Task instructions:
Each line of the data below holding the word "later" must be copied.

Collected data
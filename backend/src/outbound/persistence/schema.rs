//! Diesel table definitions for the PostgreSQL schema.
//!
//! These definitions must match the database migrations exactly. They are used
//! by Diesel for compile-time query validation and type-safe SQL generation.
//!
//! # Maintenance
//!
//! When migrations change the schema, this file should be regenerated or
//! manually updated to reflect those changes. The `diesel print-schema`
//! command can generate these definitions from a live database.

diesel::table! {
    /// Sign-in accounts keyed by email.
    accounts (id) {
        id -> Uuid,
        #[max_length = 320]
        email -> Varchar,
        #[max_length = 255]
        password_hash -> Varchar,
        created_at -> Timestamptz,
    }
}

diesel::table! {
    /// Profiles share their primary key with the account identity.
    profiles (id) {
        id -> Uuid,
        #[max_length = 320]
        email -> Varchar,
        /// `user` or `admin`.
        #[max_length = 16]
        role -> Varchar,
        display_name -> Text,
        phone -> Text,
        avatar_url -> Nullable<Text>,
        email_notifications -> Bool,
        created_at -> Timestamptz,
        updated_at -> Timestamptz,
    }
}

diesel::table! {
    /// Job postings published by studios.
    postings (id) {
        id -> Uuid,
        owner_id -> Uuid,
        title -> Text,
        location -> Text,
        category -> Text,
        experience -> Nullable<Text>,
        compensation -> Nullable<Text>,
        description -> Nullable<Text>,
        /// `active` or `closed`; `closed_at` is set exactly when closed.
        #[max_length = 16]
        status -> Varchar,
        created_at -> Timestamptz,
        closed_at -> Nullable<Timestamptz>,
        expires_at -> Nullable<Timestamptz>,
    }
}

diesel::table! {
    /// Instructor profiles offered to studios.
    candidates (id) {
        id -> Uuid,
        owner_id -> Uuid,
        name -> Text,
        location -> Text,
        styles -> Array<Text>,
        experience_level -> Nullable<Text>,
        certifications -> Nullable<Text>,
        photo_url -> Nullable<Text>,
        introduction -> Text,
        #[max_length = 16]
        status -> Varchar,
        created_at -> Timestamptz,
        closed_at -> Nullable<Timestamptz>,
        expires_at -> Nullable<Timestamptz>,
    }
}

diesel::table! {
    /// Applications and contacts. Exactly one target column is set.
    interests (id) {
        id -> Uuid,
        actor_id -> Uuid,
        posting_id -> Nullable<Uuid>,
        candidate_id -> Nullable<Uuid>,
        message -> Nullable<Text>,
        created_at -> Timestamptz,
    }
}

diesel::table! {
    /// Favourites. Exactly one target column is set.
    bookmarks (id) {
        id -> Uuid,
        user_id -> Uuid,
        posting_id -> Nullable<Uuid>,
        candidate_id -> Nullable<Uuid>,
        created_at -> Timestamptz,
    }
}

diesel::table! {
    /// Per-recipient inbox entries.
    notifications (id) {
        id -> Uuid,
        recipient_id -> Uuid,
        #[max_length = 16]
        kind -> Varchar,
        related_item_id -> Uuid,
        title -> Text,
        message -> Text,
        read -> Bool,
        created_at -> Timestamptz,
    }
}

diesel::table! {
    /// Example data seed runs, one row per applied seed key.
    example_data_runs (seed_key) {
        seed_key -> Text,
        seeded_at -> Timestamptz,
        posting_count -> Int4,
        seed -> Int8,
    }
}

diesel::allow_tables_to_appear_in_same_query!(
    accounts,
    bookmarks,
    candidates,
    example_data_runs,
    interests,
    notifications,
    postings,
    profiles,
);
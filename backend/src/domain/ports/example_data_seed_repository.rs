//! Port abstraction for applying example data seeds.
//!
//! Adapters insert the seed run marker and the generated postings in one
//! transaction, so a seed name is applied at most once.

use async_trait::async_trait;

use crate::domain::Posting;

use super::define_port_error;

define_port_error! {
    /// Persistence errors raised by example data seed repository adapters.
    pub enum ExampleDataSeedRepositoryError {
        /// Repository connection could not be established.
        Connection { message: String } => "example data seeding connection failed: {message}",
        /// Query or mutation failed during execution.
        Query { message: String } => "example data seeding query failed: {message}",
    }
}

/// Result of attempting to record a seed run.
#[derive(Debug, Clone, Copy, PartialEq, Eq)]
pub enum SeedingResult {
    /// Seed was newly recorded and its postings inserted.
    Applied,
    /// Seed was already recorded; nothing was written.
    AlreadySeeded,
}

/// Request payload for applying a seed run.
#[derive(Debug, Clone)]
pub struct ExampleDataSeedRequest {
    /// Seed name recorded in the seed run table.
    pub seed_key: String,
    /// Number of postings generated for the seed.
    pub posting_count: i32,
    /// RNG seed value used for deterministic generation.
    pub seed: i64,
    /// Generated postings to persist.
    pub postings: Vec<Posting>,
}

/// Port for applying example data seeds in a single transaction.
///
/// Implementations must:
/// - Insert a seed run record guarded by `ON CONFLICT DO NOTHING`.
/// - Insert the postings only when the seed run row was new.
/// - Roll back all changes if any step fails.
#[cfg_attr(test, mockall::automock)]
#[async_trait]
pub trait ExampleDataSeedRepository: Send + Sync {
    /// Apply a seed run and persist the generated postings.
    async fn seed_example_data(
        &self,
        request: ExampleDataSeedRequest,
    ) -> Result<SeedingResult, ExampleDataSeedRepositoryError>;
}
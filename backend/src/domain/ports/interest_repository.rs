//! Driven port for the application/contact ledger.

use async_trait::async_trait;

use crate::domain::{InterestRecord, ListingKind, ListingTarget, UserId};

use super::define_port_error;

define_port_error! {
    /// Persistence errors raised by interest repository adapters.
    pub enum InterestRepositoryError {
        /// Repository connection could not be established.
        Connection { message: String } => "interest repository connection failed: {message}",
        /// Query or mutation failed during execution.
        Query { message: String } => "interest repository query failed: {message}",
        /// The actor already expressed interest in this target.
        Duplicate { message: String } => "interest already recorded: {message}",
        /// A stored row violated a domain invariant.
        Corrupt { message: String } => "stored interest is invalid: {message}",
    }
}

/// Storage for interest records.
///
/// Implementations enforce one record per actor and target; a second insert
/// fails with [`InterestRepositoryError::Duplicate`].
#[cfg_attr(test, mockall::automock)]
#[async_trait]
pub trait InterestRepository: Send + Sync {
    /// Store a record.
    async fn insert(&self, record: &InterestRecord) -> Result<(), InterestRepositoryError>;

    /// Whether `actor` already acted on `target`.
    async fn exists(
        &self,
        actor: &UserId,
        target: ListingTarget,
    ) -> Result<bool, InterestRepositoryError>;

    /// Number of records referencing `target`.
    async fn count_for(&self, target: ListingTarget) -> Result<u64, InterestRepositoryError>;

    /// Records created by `actor` against listings of `kind`, newest first.
    async fn list_by_actor(
        &self,
        actor: &UserId,
        kind: ListingKind,
    ) -> Result<Vec<InterestRecord>, InterestRepositoryError>;

    /// Records referencing any of `targets`, newest first.
    async fn list_for_targets(
        &self,
        targets: &[ListingTarget],
    ) -> Result<Vec<InterestRecord>, InterestRepositoryError>;
}
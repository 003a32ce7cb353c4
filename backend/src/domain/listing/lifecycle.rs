//! Lifecycle state shared by postings and candidate profiles.
//!
//! Transitions are pure: each returns the next state for the caller to
//! persist in a single update. `expired` is never stored; it is derived from
//! the status and expiry at read time.

use std::fmt;
use std::str::FromStr;

use chrono::{DateTime, Duration, Utc};
use serde::{Deserialize, Serialize};
use utoipa::ToSchema;

use super::{Badge, ListingValidationError, badge};

/// Length of a fresh listing window in days.
pub const DEFAULT_LISTING_DAYS: i64 = 30;

/// Longest extension accepted in one call.
pub const MAX_EXTENSION_DAYS: i64 = 365;

/// Persisted listing status.
#[derive(Debug, Clone, Copy, PartialEq, Eq, Hash, Serialize, Deserialize, ToSchema)]
#[serde(rename_all = "lowercase")]
pub enum ListingStatus {
    /// Visible and accepting interest until it expires.
    Active,
    /// Closed by its owner.
    Closed,
}

impl ListingStatus {
    /// Stable string form used in storage.
    pub const fn as_str(self) -> &'static str {
        match self {
            Self::Active => "active",
            Self::Closed => "closed",
        }
    }
}

impl fmt::Display for ListingStatus {
    fn fmt(&self, f: &mut fmt::Formatter<'_>) -> fmt::Result {
        f.write_str(self.as_str())
    }
}

impl FromStr for ListingStatus {
    type Err = ListingValidationError;

    fn from_str(value: &str) -> Result<Self, Self::Err> {
        match value {
            "active" => Ok(Self::Active),
            "closed" => Ok(Self::Closed),
            other => Err(ListingValidationError::UnknownStatus {
                value: other.to_owned(),
            }),
        }
    }
}

/// Number of days to push the expiry out by, measured from now.
#[derive(Debug, Clone, Copy, PartialEq, Eq)]
pub struct ExtensionDays(i64);

impl ExtensionDays {
    /// Validate an extension length.
    ///
    /// # Errors
    /// Returns [`ListingValidationError::ExtensionOutOfRange`] outside
    /// `1..=MAX_EXTENSION_DAYS`.
    pub fn new(days: i64) -> Result<Self, ListingValidationError> {
        if (1..=MAX_EXTENSION_DAYS).contains(&days) {
            Ok(Self(days))
        } else {
            Err(ListingValidationError::ExtensionOutOfRange {
                max: MAX_EXTENSION_DAYS,
                actual: days,
            })
        }
    }

    /// Days as an integer.
    pub const fn get(self) -> i64 {
        self.0
    }
}

impl Default for ExtensionDays {
    fn default() -> Self {
        Self(DEFAULT_LISTING_DAYS)
    }
}

/// Status and timestamps of a listing.
///
/// ## Invariants
/// - `closed_at` is set if and only if `status` is [`ListingStatus::Closed`].
#[derive(Debug, Clone, PartialEq, Eq, Serialize, ToSchema)]
#[serde(rename_all = "camelCase")]
pub struct Lifecycle {
    status: ListingStatus,
    created_at: DateTime<Utc>,
    closed_at: Option<DateTime<Utc>>,
    expires_at: Option<DateTime<Utc>>,
}

impl Lifecycle {
    /// State of a listing created at `now`: active for the default window.
    pub fn opened_at(now: DateTime<Utc>) -> Self {
        Self {
            status: ListingStatus::Active,
            created_at: now,
            closed_at: None,
            expires_at: Some(now + Duration::days(DEFAULT_LISTING_DAYS)),
        }
    }

    /// Rebuild a lifecycle from stored values.
    ///
    /// # Errors
    /// Returns [`ListingValidationError::InconsistentClosedAt`] when the
    /// `closed_at` invariant is broken.
    pub fn try_new(
        status: ListingStatus,
        created_at: DateTime<Utc>,
        closed_at: Option<DateTime<Utc>>,
        expires_at: Option<DateTime<Utc>>,
    ) -> Result<Self, ListingValidationError> {
        let consistent = match status {
            ListingStatus::Closed => closed_at.is_some(),
            ListingStatus::Active => closed_at.is_none(),
        };
        if !consistent {
            return Err(ListingValidationError::InconsistentClosedAt);
        }
        Ok(Self {
            status,
            created_at,
            closed_at,
            expires_at,
        })
    }

    /// Persisted status.
    pub fn status(&self) -> ListingStatus {
        self.status
    }

    /// Creation time.
    pub fn created_at(&self) -> DateTime<Utc> {
        self.created_at
    }

    /// When the listing was last closed, if it is closed.
    pub fn closed_at(&self) -> Option<DateTime<Utc>> {
        self.closed_at
    }

    /// Expiry deadline.
    pub fn expires_at(&self) -> Option<DateTime<Utc>> {
        self.expires_at
    }

    /// Close the listing. Closing again moves `closed_at` forward.
    pub fn close(&self, now: DateTime<Utc>) -> Self {
        Self {
            status: ListingStatus::Closed,
            closed_at: Some(now),
            ..self.clone()
        }
    }

    /// Reopen with a fresh window starting at `now`.
    pub fn reopen(&self, now: DateTime<Utc>) -> Self {
        Self {
            status: ListingStatus::Active,
            closed_at: None,
            expires_at: Some(now + Duration::days(DEFAULT_LISTING_DAYS)),
            ..self.clone()
        }
    }

    /// Reset the expiry to `days` from `now`. Status is left untouched.
    pub fn extend(&self, now: DateTime<Utc>, days: ExtensionDays) -> Self {
        Self {
            expires_at: Some(now + Duration::days(days.get())),
            ..self.clone()
        }
    }

    /// Active but past its expiry (or with none recorded).
    pub fn is_expired(&self, now: DateTime<Utc>) -> bool {
        self.status == ListingStatus::Active && self.expires_at.is_none_or(|expiry| now > expiry)
    }

    /// Active and within its window; these appear on public lists.
    pub fn is_open(&self, now: DateTime<Utc>) -> bool {
        self.status == ListingStatus::Active && !self.is_expired(now)
    }

    /// Badge for display at `now`.
    pub fn badge(&self, now: DateTime<Utc>) -> Badge {
        badge(self.status, self.expires_at, now)
    }
}

#[cfg(test)]
mod tests {
    use super::*;
    use chrono::TimeZone;
    use rstest::{fixture, rstest};

    #[fixture]
    fn created() -> DateTime<Utc> {
        Utc.with_ymd_and_hms(2026, 1, 10, 12, 0, 0)
            .single()
            .expect("fixed timestamp")
    }

    #[rstest]
    fn new_listings_are_active_for_thirty_days(created: DateTime<Utc>) {
        let lifecycle = Lifecycle::opened_at(created);
        assert_eq!(lifecycle.status(), ListingStatus::Active);
        assert_eq!(lifecycle.closed_at(), None);
        assert_eq!(lifecycle.expires_at(), Some(created + Duration::days(30)));
    }

    #[rstest]
    fn closing_twice_moves_closed_at_forward(created: DateTime<Utc>) {
        let first = Lifecycle::opened_at(created).close(created + Duration::hours(1));
        let second = first.close(created + Duration::hours(2));

        assert_eq!(first.status(), ListingStatus::Closed);
        assert_eq!(second.status(), ListingStatus::Closed);
        assert_eq!(second.closed_at(), Some(created + Duration::hours(2)));
    }

    #[rstest]
    fn reopen_resets_the_window(created: DateTime<Utc>) {
        let later = created + Duration::days(90);
        let reopened = Lifecycle::opened_at(created)
            .close(created + Duration::days(1))
            .reopen(later);

        assert_eq!(reopened.status(), ListingStatus::Active);
        assert_eq!(reopened.closed_at(), None);
        assert_eq!(reopened.expires_at(), Some(later + Duration::days(30)));
        assert_eq!(reopened.created_at(), created);
    }

    #[rstest]
    fn extend_resets_rather_than_adds(created: DateTime<Utc>) {
        let days = ExtensionDays::default();
        let once = Lifecycle::opened_at(created).extend(created, days);
        let twice = once.extend(created + Duration::seconds(5), days);

        assert_eq!(
            twice.expires_at(),
            Some(created + Duration::seconds(5) + Duration::days(30))
        );
    }

    #[rstest]
    fn extend_keeps_a_closed_listing_closed(created: DateTime<Utc>) {
        let closed = Lifecycle::opened_at(created).close(created);
        let extended = closed.extend(created, ExtensionDays::default());
        assert_eq!(extended.status(), ListingStatus::Closed);
    }

    #[rstest]
    #[case(0)]
    #[case(-1)]
    #[case(MAX_EXTENSION_DAYS + 1)]
    fn extension_days_are_bounded(#[case] days: i64) {
        assert!(matches!(
            ExtensionDays::new(days),
            Err(ListingValidationError::ExtensionOutOfRange { .. })
        ));
    }

    #[rstest]
    #[case(ListingStatus::Closed, None)]
    #[case(ListingStatus::Active, Some(0))]
    fn try_new_enforces_closed_at_invariant(
        created: DateTime<Utc>,
        #[case] status: ListingStatus,
        #[case] closed_offset: Option<i64>,
    ) {
        let closed_at = closed_offset.map(|h| created + Duration::hours(h));
        let result = Lifecycle::try_new(status, created, closed_at, None);
        assert_eq!(result, Err(ListingValidationError::InconsistentClosedAt));
    }

    #[rstest]
    fn expiry_is_derived_from_time(created: DateTime<Utc>) {
        let lifecycle = Lifecycle::opened_at(created);
        let deadline = created + Duration::days(30);

        assert!(lifecycle.is_open(deadline));
        assert!(lifecycle.is_expired(deadline + Duration::seconds(1)));
        assert!(!lifecycle.close(created).is_expired(deadline + Duration::days(1)));
    }
}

Your solution:
        let later = created + Duration::days(90);
            .reopen(later);
        assert_eq!(reopened.expires_at(), Some(later + Duration::days(30)));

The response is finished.